Please provide complete information as applicable to your setup.
• Hardware Platform (Jetson / GPU) Jetson Nano
• DeepStream Version 6.0
• JetPack Version (valid for Jetson only) 5.6
• TensorRT Version 8.0.1
• Issue Type( questions, new requirements, bugs) New requirements / question
• Requirement details( This is for new requirement. Including the module name-for which plugin or for which sample application, the function description)
My requirement / question is regarding the gst-nvinfer
plugin. In the comments for the DsNvInferImpl
class (gstinver_impl.h:191
) it is explained that a model can be updated at runtime by setting “config-file-path”. This is the function that On the Fly Model Update is using in deepstream-app-5
. On the corresponding page from the DeepStream 6 docs (and README
for deepstream-app-5
), it notes the assumption:
New model must have same network parameter configuration as of previous model (e.g. network resolution, network architecture, number of classes).
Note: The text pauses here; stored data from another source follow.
use airtable_engine::{
    read_endpoint_reply, ExtractionError, LocatedPayload, PageInfo, PayloadLocator, SharedViewLocator,
};
use pretty_assertions::assert_eq;
use serde_json::json;

const ENDPOINT_PAGE: &str = r#"<!DOCTYPE html>
<html><head><title>Tasks</title></head>
<body>
<script>
  window.initData = {"sharedViewId": "shr2", "sharedViewTableId": "tblT", requestId: "reqABC"};
  var headers = {"x-airtable-application-id":"app1","x-user-locale":"en-GB","x-early-prefetch":true,"X-Requested-With":"XMLHttpRequest"};
  window.prefetch = {
    urlWithParams: "/v0.3/view/viwV/readSharedViewData?stringifiedObjectParams=%7B%7D&requestId=reqABC",
  };
</script>
</body></html>"#;

#[test]
fn endpoint_shape_yields_path_and_announced_headers() {
    let located = SharedViewLocator.locate(ENDPOINT_PAGE).unwrap();
    let LocatedPayload::Endpoint {
        path_and_query,
        headers,
    } = located
    else {
        panic!("expected endpoint, got {located:?}");
    };
    assert_eq!(
        path_and_query,
        "/v0.3/view/viwV/readSharedViewData?stringifiedObjectParams=%7B%7D&requestId=reqABC"
    );
    assert_eq!(
        headers,
        vec![
            ("x-airtable-application-id".to_string(), "app1".to_string()),
            ("x-user-locale".to_string(), "en-GB".to_string()),
            ("x-early-prefetch".to_string(), "true".to_string()),
            ("X-Requested-With".to_string(), "XMLHttpRequest".to_string()),
        ]
    );
}

#[test]
fn page_info_is_scanned_from_the_page() {
    let info = PageInfo::scan(ENDPOINT_PAGE);
    assert_eq!(info.request_id.as_deref(), Some("reqABC"));
    assert_eq!(info.shared_view_id.as_deref(), Some("shr2"));
    assert_eq!(info.table_id.as_deref(), Some("tblT"));
    assert_eq!(info.view_id.as_deref(), Some("viwV"));
    assert_eq!(info.application_id.as_deref(), Some("app1"));
    assert_eq!(info.user_locale.as_deref(), Some("en-GB"));
    assert!(info
        .url_with_params
        .as_deref()
        .is_some_and(|u| u.starts_with("/v0.3/view/viwV/")));
}

#[test]
fn inline_script_table_is_found() {
    let page = r#"<html><body>
<script>var unrelated = {"table": "not an object"};</script>
<script>window.bootstrap = {"data": {"table": {"id": "tblT", "columns": [{"id": "fld1", "name": "Name", "type": "text"}], "rows": []}}, "other": 1};</script>
</body></html>"#;
    let located = SharedViewLocator.locate(page).unwrap();
    let LocatedPayload::Inline(table) = located else {
        panic!("expected inline table");
    };
    assert_eq!(table["id"], json!("tblT"));
    assert_eq!(table["columns"][0]["name"], json!("Name"));
}

#[test]
fn json_body_envelope_is_accepted() {
    let body = json!({"msg": "SUCCESS", "data": {"table": {"columns": [], "rows": []}}}).to_string();
    assert_eq!(
        SharedViewLocator.locate(&body).unwrap(),
        LocatedPayload::Inline(json!({"columns": [], "rows": []}))
    );
}

#[test]
fn page_without_structure_is_an_extraction_error() {
    let page = "<html><body><p>Nothing to see</p></body></html>";
    assert_eq!(SharedViewLocator.locate(page), Err(ExtractionError::NotFound));
}

#[test]
fn endpoint_reply_refusal_is_not_an_error() {
    let reply = json!({"msg": "FAILED", "error": {"type": "NOT_FOUND"}}).to_string();
    assert_eq!(
        read_endpoint_reply(&reply).unwrap(),
        LocatedPayload::Refused("FAILED".to_string())
    );
}

#[test]
fn endpoint_reply_must_be_json() {
    let err = read_endpoint_reply("<html>oops</html>").unwrap_err();
    assert!(matches!(err, ExtractionError::InvalidJson { .. }));
}
use url::Url;

const APP_PREFIX: &str = "app";
const SHARE_PREFIX: &str = "shr";
const TABLE_PREFIX: &str = "tbl";
const VIEW_PREFIX: &str = "viw";

#[derive(Debug, Clone, PartialEq, Eq, thiserror::Error)]
pub enum MalformedUrlError {
    #[error("not a valid url {input:?}: {reason}")]
    Unparsable { input: String, reason: String },
    #[error("unsupported scheme {scheme:?} in {input:?}")]
    UnsupportedScheme { input: String, scheme: String },
    #[error("expected a shared view path /<appId>/<shrId> in {input:?}")]
    UnexpectedPath { input: String },
    #[error("invalid {expected} identifier {value:?}")]
    InvalidIdentifier {
        expected: &'static str,
        value: String,
    },
}

/// Identifiers of one publicly shared view.
///
/// `app_id` and `share_id` are always present; `table_id` and `view_id` are
/// filled from the URL when it carries them, otherwise from the fetched payload.
#[derive(Debug, Clone, PartialEq, Eq, Hash)]
pub struct ShareReference {
    app_id: String,
    share_id: String,
    view_id: Option<String>,
    table_id: Option<String>,
}

impl ShareReference {
    /// Parse a shared-view URL such as `https://airtable.com/appXXXX/shrYYYY`.
    ///
    /// An optional leading `embed` segment is skipped and trailing `tbl…` /
    /// `viw…` segments are captured. Query and fragment are ignored.
    pub fn parse(input: &str) -> Result<Self, MalformedUrlError> {
        let trimmed = input.trim();
        let url = Url::parse(trimmed).map_err(|err| MalformedUrlError::Unparsable {
            input: trimmed.to_string(),
            reason: err.to_string(),
        })?;
        if !matches!(url.scheme(), "http" | "https") {
            return Err(MalformedUrlError::UnsupportedScheme {
                input: trimmed.to_string(),
                scheme: url.scheme().to_string(),
            });
        }

        let segments: Vec<&str> = url
            .path_segments()
            .map(|parts| parts.filter(|p| !p.is_empty()).collect())
            .unwrap_or_default();
        let mut rest = segments.as_slice();
        if rest.first().is_some_and(|s| s.eq_ignore_ascii_case("embed")) {
            rest = &rest[1..];
        }

        let (app, share, tail) = match rest {
            [app, share, tail @ ..] if app.starts_with(APP_PREFIX) && share.starts_with(SHARE_PREFIX) => {
                (*app, *share, tail)
            }
            _ => {
                return Err(MalformedUrlError::UnexpectedPath {
                    input: trimmed.to_string(),
                })
            }
        };

        let mut reference = Self::from_ids(app, share)?;
        for segment in tail {
            if reference.table_id.is_none() && is_identifier(segment, TABLE_PREFIX) {
                reference.table_id = Some(segment.to_string());
            } else if reference.view_id.is_none() && is_identifier(segment, VIEW_PREFIX) {
                reference.view_id = Some(segment.to_string());
            }
        }
        Ok(reference)
    }

    /// Build a reference from an explicit identifier pair.
    pub fn from_ids(app_id: &str, share_id: &str) -> Result<Self, MalformedUrlError> {
        let app_id = validate(app_id, APP_PREFIX, "app")?;
        let share_id = validate(share_id, SHARE_PREFIX, "share")?;
        Ok(Self {
            app_id,
            share_id,
            view_id: None,
            table_id: None,
        })
    }

    pub fn app_id(&self) -> &str {
        &self.app_id
    }

    pub fn share_id(&self) -> &str {
        &self.share_id
    }

    pub fn view_id(&self) -> Option<&str> {
        self.view_id.as_deref()
    }

    pub fn table_id(&self) -> Option<&str> {
        self.table_id.as_deref()
    }

    /// Copy of this reference with absent table/view ids filled in.
    /// Ids already known from the URL win over the resolved ones.
    pub fn resolved(&self, table_id: Option<&str>, view_id: Option<&str>) -> Self {
        let mut next = self.clone();
        if next.table_id.is_none() {
            next.table_id = table_id.map(str::to_string);
        }
        if next.view_id.is_none() {
            next.view_id = view_id.map(str::to_string);
        }
        next
    }

    /// Canonical shared-view page URL on `base` (scheme, host and port are kept).
    pub fn page_url(&self, base: &Url) -> Url {
        let mut url = base.clone();
        url.set_path(&format!("/{}/{}", self.app_id, self.share_id));
        url.set_query(None);
        url.set_fragment(None);
        url
    }
}

fn validate(value: &str, prefix: &str, expected: &'static str) -> Result<String, MalformedUrlError> {
    let value = value.trim();
    if is_identifier(value, prefix) {
        Ok(value.to_string())
    } else {
        Err(MalformedUrlError::InvalidIdentifier {
            expected,
            value: value.to_string(),
        })
    }
}

fn is_identifier(value: &str, prefix: &str) -> bool {
    match value.strip_prefix(prefix) {
        Some(body) => !body.is_empty() && body.chars().all(|c| c.is_ascii_alphanumeric()),
        None => false,
    }
}

#[cfg(test)]
mod tests {
    use super::is_identifier;

    #[test]
    fn identifier_needs_prefix_and_alphanumeric_body() {
        assert!(is_identifier("appAbc123", "app"));
        assert!(!is_identifier("app", "app"));
        assert!(!is_identifier("appAb-c", "app"));
        assert!(!is_identifier("shrAbc", "app"));
    }
}
//! Rule-based past-tense inflection
//!
//! Irregular verbs come from a small dictionary of forms common in game
//! recaps; everything else follows the regular `-ed` spelling rules.

use std::collections::HashMap;

use strex_core::document::TAG_PAST_PARTICIPLE;
use strex_core::{Inflector, Token};

/// (base form, past tense, past participle)
const IRREGULAR_VERBS: &[(&str, &str, &str)] = &[
    ("be", "was", "been"),
    ("beat", "beat", "beaten"),
    ("become", "became", "become"),
    ("begin", "began", "begun"),
    ("break", "broke", "broken"),
    ("bring", "brought", "brought"),
    ("build", "built", "built"),
    ("come", "came", "come"),
    ("do", "did", "done"),
    ("draw", "drew", "drawn"),
    ("drive", "drove", "driven"),
    ("fall", "fell", "fallen"),
    ("feel", "felt", "felt"),
    ("fight", "fought", "fought"),
    ("find", "found", "found"),
    ("get", "got", "gotten"),
    ("give", "gave", "given"),
    ("go", "went", "gone"),
    ("have", "had", "had"),
    ("hit", "hit", "hit"),
    ("hold", "held", "held"),
    ("keep", "kept", "kept"),
    ("lead", "led", "led"),
    ("lose", "lost", "lost"),
    ("make", "made", "made"),
    ("put", "put", "put"),
    ("ride", "rode", "ridden"),
    ("run", "ran", "run"),
    ("see", "saw", "seen"),
    ("set", "set", "set"),
    ("shoot", "shot", "shot"),
    ("sink", "sank", "sunk"),
    ("spin", "spun", "spun"),
    ("split", "split", "split"),
    ("steal", "stole", "stolen"),
    ("strike", "struck", "struck"),
    ("sweep", "swept", "swept"),
    ("take", "took", "taken"),
    ("throw", "threw", "thrown"),
    ("win", "won", "won"),
];

/// Past tense from an irregular table plus regular spelling rules
#[derive(Debug, Clone)]
pub struct RuleInflector {
    /// base form -> past tense
    irregular: HashMap<String, String>,
    /// past participle -> past tense
    participles: HashMap<String, String>,
}

impl RuleInflector {
    pub fn new() -> Self {
        let mut inflector = Self {
            irregular: HashMap::new(),
            participles: HashMap::new(),
        };
        for &(base, past, participle) in IRREGULAR_VERBS {
            inflector.add_irregular(base, past, participle);
        }
        inflector
    }

    /// Register an irregular verb
    pub fn add_irregular(&mut self, base: &str, past: &str, participle: &str) {
        self.irregular
            .insert(base.to_lowercase(), past.to_lowercase());
        self.participles
            .insert(participle.to_lowercase(), past.to_lowercase());
    }

    /// Lowercased past tense of a base form
    pub fn inflect_base(&self, base: &str) -> String {
        let base = base.to_lowercase();
        match self.irregular.get(&base) {
            Some(past) => past.clone(),
            None => regular_past(&base),
        }
    }

    fn lowercase_past(&self, verb: &Token) -> String {
        let text = verb.lower();
        let base = if verb.lemma.is_empty() {
            text.clone()
        } else {
            verb.lemma.to_lowercase()
        };

        if let Some(past) = self.irregular.get(&base) {
            return past.clone();
        }
        // Parsers without a lemmatizer leave the lemma as the surface form
        if verb.tag == TAG_PAST_PARTICIPLE {
            if let Some(past) = self.participles.get(&text) {
                return past.clone();
            }
            if text.ends_with("ed") {
                return text;
            }
        }
        regular_past(&base)
    }
}

impl Default for RuleInflector {
    fn default() -> Self {
        Self::new()
    }
}

impl Inflector for RuleInflector {
    fn past_tense(&self, verb: &Token) -> String {
        let past = self.lowercase_past(verb);
        if verb.is_upper() && verb.text.chars().count() > 1 {
            past.to_uppercase()
        } else if verb.text.starts_with(char::is_uppercase) {
            capitalize(&past)
        } else {
            past
        }
    }
}

fn is_vowel(c: char) -> bool {
    matches!(c, 'a' | 'e' | 'i' | 'o' | 'u')
}

/// Regular `-ed` past tense of a lowercase base form
fn regular_past(base: &str) -> String {
    let chars: Vec<char> = base.chars().collect();
    let n = chars.len();
    if n == 0 {
        return String::new();
    }

    let last = chars[n - 1];
    if last == 'e' {
        return format!("{base}d");
    }
    if last == 'y' && n > 1 && !is_vowel(chars[n - 2]) {
        return format!("{}ied", &base[..base.len() - 1]);
    }
    // Single-syllable consonant-vowel-consonant: stop -> stopped
    if n >= 3
        && !is_vowel(last)
        && !matches!(last, 'w' | 'x' | 'y')
        && is_vowel(chars[n - 2])
        && !is_vowel(chars[n - 3])
        && chars.iter().filter(|&&c| is_vowel(c)).count() == 1
    {
        return format!("{base}{last}ed");
    }
    format!("{base}ed")
}

fn capitalize(word: &str) -> String {
    let mut chars = word.chars();
    match chars.next() {
        Some(first) => first.to_uppercase().chain(chars).collect(),
        None => String::new(),
    }
}

#[cfg(test)]
mod tests {
    use super::*;

    fn verb(text: &str, lemma: &str, tag: &str) -> Token {
        Token::new(text).with_lemma(lemma).with_tag(tag).with_pos("VERB")
    }

    #[test]
    fn test_regular_rules() {
        let inflector = RuleInflector::new();
        assert_eq!(inflector.inflect_base("extend"), "extended");
        assert_eq!(inflector.inflect_base("score"), "scored");
        assert_eq!(inflector.inflect_base("rally"), "rallied");
        assert_eq!(inflector.inflect_base("play"), "played");
        assert_eq!(inflector.inflect_base("stop"), "stopped");
        assert_eq!(inflector.inflect_base("fix"), "fixed");
        assert_eq!(inflector.inflect_base("open"), "opened");
    }

    #[test]
    fn test_irregular_from_lemma() {
        let inflector = RuleInflector::new();
        assert_eq!(inflector.past_tense(&verb("wins", "win", "VBZ")), "won");
        assert_eq!(inflector.past_tense(&verb("broken", "break", "VBN")), "broke");
    }

    #[test]
    fn test_participle_without_lemma() {
        let inflector = RuleInflector::new();
        assert_eq!(inflector.past_tense(&verb("taken", "taken", "VBN")), "took");
        assert_eq!(inflector.past_tense(&verb("extended", "extended", "VBN")), "extended");
    }

    #[test]
    fn test_capitalization_is_kept() {
        let inflector = RuleInflector::new();
        assert_eq!(inflector.past_tense(&verb("Extend", "extend", "VB")), "Extended");
        assert_eq!(inflector.past_tense(&verb("WIN", "win", "VB")), "WON");
    }

    #[test]
    fn test_add_irregular() {
        let mut inflector = RuleInflector::new();
        inflector.add_irregular("outdo", "outdid", "outdone");
        assert_eq!(inflector.past_tense(&verb("outdo", "outdo", "VB")), "outdid");
        assert_eq!(inflector.past_tense(&verb("outdone", "outdone", "VBN")), "outdid");
    }
}
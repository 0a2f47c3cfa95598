//! Cue token location inside selected sentences

use strex_core::{Document, Sentence};

use crate::matcher::{Matcher, PatternElement, TokenPattern, TokenPredicate};
use crate::selector::STREAK_CUES;

/// Pattern identifier for streak cue tokens
pub const STREAK_TOKEN_PATTERN: &str = "streaks";

/// Finds the tokens that made a sentence a streak candidate
///
/// Matching is a case-insensitive substring search, so merged noun-phrase
/// tokens such as "a five-game winning streak" are found too.
#[derive(Debug, Clone)]
pub struct CueTokenLocator {
    matcher: Matcher,
}

impl CueTokenLocator {
    /// Create a locator for the default streak cues
    pub fn new() -> Self {
        let cues: Vec<String> = STREAK_CUES.iter().map(|s| s.to_string()).collect();
        Self::with_cues(&cues)
    }

    /// Create a locator for custom cue words, matched literally
    pub fn with_cues(cues: &[String]) -> Self {
        let needles = cues
            .iter()
            .map(|cue| cue.to_lowercase())
            .filter(|cue| !cue.is_empty())
            .collect();

        let mut matcher = Matcher::new();
        matcher.add(
            STREAK_TOKEN_PATTERN,
            vec![TokenPattern::new(vec![PatternElement::new(
                TokenPredicate::LowerContains(needles),
            )])],
        );
        Self { matcher }
    }

    /// Cue tokens of one sentence, in document order
    pub fn locate_in_sentence(&self, doc: &Document, sentence: Sentence) -> Vec<usize> {
        self.matcher
            .matches_in(doc, sentence.start, sentence.end)
            .into_iter()
            .map(|hit| hit.start)
            .collect()
    }

    /// Cue tokens of several sentences, sentence by sentence
    pub fn locate_in_sentences(&self, doc: &Document, sentences: &[Sentence]) -> Vec<usize> {
        sentences
            .iter()
            .flat_map(|&sentence| self.locate_in_sentence(doc, sentence))
            .collect()
    }
}

impl Default for CueTokenLocator {
    fn default() -> Self {
        Self::new()
    }
}

#[cfg(test)]
mod tests {
    use super::*;
    use strex_core::DocumentBuilder;

    fn doc() -> Document {
        DocumentBuilder::new()
            .sentence(&[
                ("Boston", "PROPN", "NNP", "nsubj", 1),
                ("won", "VERB", "VBD", "ROOT", 1),
                ("its", "PRON", "PRP$", "poss", 4),
                ("fourth", "ADJ", "JJ", "amod", 4),
                ("STRAIGHT", "ADJ", "JJ", "amod", 5),
                ("game", "NOUN", "NN", "dobj", 1),
            ])
            .sentence(&[
                ("a five-game winning streak", "NOUN", "NN", "nsubj", 1),
                ("ended", "VERB", "VBD", "ROOT", 1),
                ("after", "ADP", "IN", "prep", 1),
                ("consecutive", "ADJ", "JJ", "amod", 4),
                ("losses", "NOUN", "NNS", "pobj", 2),
            ])
            .build()
            .unwrap()
    }

    #[test]
    fn test_locates_per_sentence() {
        let doc = doc();
        let locator = CueTokenLocator::new();
        assert_eq!(locator.locate_in_sentence(&doc, doc.sentences()[0]), vec![4]);
        assert_eq!(locator.locate_in_sentence(&doc, doc.sentences()[1]), vec![6, 9]);
    }

    #[test]
    fn test_locates_across_sentences_in_order() {
        let doc = doc();
        let locator = CueTokenLocator::new();
        assert_eq!(
            locator.locate_in_sentences(&doc, doc.sentences()),
            vec![4, 6, 9]
        );
        assert!(locator.locate_in_sentences(&doc, &[]).is_empty());
    }

    #[test]
    fn test_custom_cues_are_literal() {
        let locator = CueTokenLocator::with_cues(&["Run".to_string(), "w.l".to_string()]);
        let doc = DocumentBuilder::new()
            .sentence(&[("wal", "X", "X", "ROOT", 0), ("Runs", "X", "X", "dep", 0)])
            .build()
            .unwrap();
        assert_eq!(locator.locate_in_sentences(&doc, doc.sentences()), vec![1]);
    }

    #[test]
    fn test_empty_cue_matches_nothing() {
        let locator = CueTokenLocator::with_cues(&[String::new()]);
        let doc = doc();
        assert!(locator.locate_in_sentences(&doc, doc.sentences()).is_empty());
    }
}
//! Strex Core - Domain models, traits, and shared types
//!
//! This crate defines the core abstractions used throughout the Strex system:
//! - Token arena and dependency tree (`Document`)
//! - Article input/output records
//! - Common error types
//! - Traits for the external parsing and inflection collaborators
//! - Configuration management

pub mod article;
pub mod config;
pub mod document;

pub use article::{Article, ArticleResult, ParsedArticle};
pub use config::{AppConfig, ConfigError, ExtractionConfig, LoggingConfig, OutputConfig};
pub use document::{DepLabel, Document, DocumentBuilder, Sentence, Token};

use thiserror::Error;

// ============================================================================
// Error Types
// ============================================================================

/// Core error types for Strex operations
#[derive(Error, Debug)]
pub enum StrexError {
    #[error("Invalid document: {0}")]
    InvalidDocument(String),

    #[error("Parse error: {0}")]
    ParseError(String),

    #[error("Configuration error: {0}")]
    ConfigError(#[from] ConfigError),

    #[error("I/O error: {0}")]
    Io(#[from] std::io::Error),

    #[error("Serialization error: {0}")]
    Serialization(#[from] serde_json::Error),

    #[error(transparent)]
    Other(#[from] anyhow::Error),
}

pub type Result<T> = std::result::Result<T, StrexError>;

// ============================================================================
// Traits
// ============================================================================

/// Turns raw article text into a dependency-parsed document.
///
/// Implemented outside this workspace (tagger, parser, sentence splitter).
/// Implementations are expected to return well-formed trees; anything else
/// should surface as `StrexError::ParseError` or `StrexError::InvalidDocument`.
pub trait DocumentParser: Send + Sync {
    fn parse(&self, text: &str) -> Result<Document>;
}

/// Morphology service producing the past-tense surface form of a verb.
pub trait Inflector: Send + Sync {
    fn past_tense(&self, verb: &Token) -> String;
}

// ============================================================================
// Tests
// ============================================================================
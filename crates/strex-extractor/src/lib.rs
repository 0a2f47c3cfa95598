//! Strex Extractor - Streak and record statement extraction
//!
//! Works on dependency-parsed sports articles:
//! - Sentence selection for streak and record cues
//! - Noun chunk merging and cue token location
//! - Statement reconstruction from the cue token's clause
//! - Dateline and wire-tag stripping

pub mod caption;
pub mod inflect;
pub mod locator;
pub mod matcher;
pub mod noun_chunks;
pub mod pipeline;
pub mod prepositions;
pub mod reconstruct;
pub mod roles;
pub mod selector;
pub mod stats;
pub mod subject;

pub use caption::CaptionStripper;
pub use inflect::RuleInflector;
pub use locator::CueTokenLocator;
pub use matcher::{Match, Matcher, PatternElement, TokenPattern, TokenPredicate};
pub use noun_chunks::{merge_noun_chunks, noun_chunks, MergedDocument};
pub use pipeline::{ArticleOutcome, ArticleProcessor};
pub use prepositions::PrepositionalPhraseCollector;
pub use reconstruct::{Reconstruction, SkipReason, StatementReconstructor};
pub use roles::{partition, CueRole, RoleGroups};
pub use selector::{CueCategory, SelectedSentences, SelectionAccumulator, SentenceSelector};
pub use stats::ExtractionStats;
pub use subject::resolve_subject;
In the source code comments however, it only states that the input resolution, channels and the model type (Detection/Classification/Segmentation) should not change. It does not note the constraint of network architecture.
It turns out that in my application I need to change the model (preferably during runtime, but not necessarily) without changing input resolution or channels. The model should also always stay a detection model. In my current test application (it is based on deepstream-app-1
), I can change the model during runtime using this functionality, but only when I don’t change the network architecture. I cannot change the network architecture (for example ResNet to FasterRCNN). When I try to, somewhere after the function NvDsInferContextImpl::buildModel()
is called a segmentation fault occurs.
My question is whether the documentation on the DeepStream docs page is leading in this case, meaning that the functionality of updating “config-file-path” does have the constraint that you cannot change the network architecture. If so, is there another possibility to change the model architecture during runtime? Will this functionality be implemented soon? If not, what am I doing wrong in my case?